→ **Task requirements**
Pull every line with "artifact" from the data.

START Supplied information

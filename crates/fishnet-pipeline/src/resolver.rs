//! Requirement resolution.
//!
//! Before a node initializes, each declared requirement must be in the
//! registry. A missing one may be replaced by a stored artifact if the
//! operator says a substitute exists. Resolution follows the fixed node
//! order; there is no dependency graph.

use tracing::{info, warn};

use crate::context::PipelineContext;
use crate::types::PipelineError;

/// Make `requirements` available, returning the names that stay missing.
///
/// The operator is only asked about names absent from the registry.
/// Once one requirement is unmet the remaining absent names are
/// reported without further prompts.
///
/// # Errors
///
/// Only registry insertion errors propagate. Store failures while
/// loading a substitute leave the requirement unmet.
pub fn resolve_requirements(
    requirements: &[String],
    ctx: &mut PipelineContext<'_>,
) -> Result<Vec<String>, PipelineError> {
    for (index, name) in requirements.iter().enumerate() {
        if ctx.registry.contains(name) {
            continue;
        }
        if ctx.operator.has_substitute(name) {
            match ctx.store.load(name) {
                Ok(artifact) => {
                    info!(requirement = %name, kind = artifact.kind(), "loaded substitute");
                    ctx.registry.insert(name, artifact)?;
                    continue;
                }
                Err(err) => warn!(requirement = %name, %err, "failed to load substitute"),
            }
        }
        return Ok(requirements[index..]
            .iter()
            .filter(|n| !ctx.registry.contains(n))
            .cloned()
            .collect());
    }
    Ok(Vec::new())
}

END Supplied information

→ **Finished exercise**
//! registry. A missing one may be replaced by a stored artifact if the
                Ok(artifact) => {
                    info!(requirement = %name, kind = artifact.kind(), "loaded substitute");
                    ctx.registry.insert(name, artifact)?;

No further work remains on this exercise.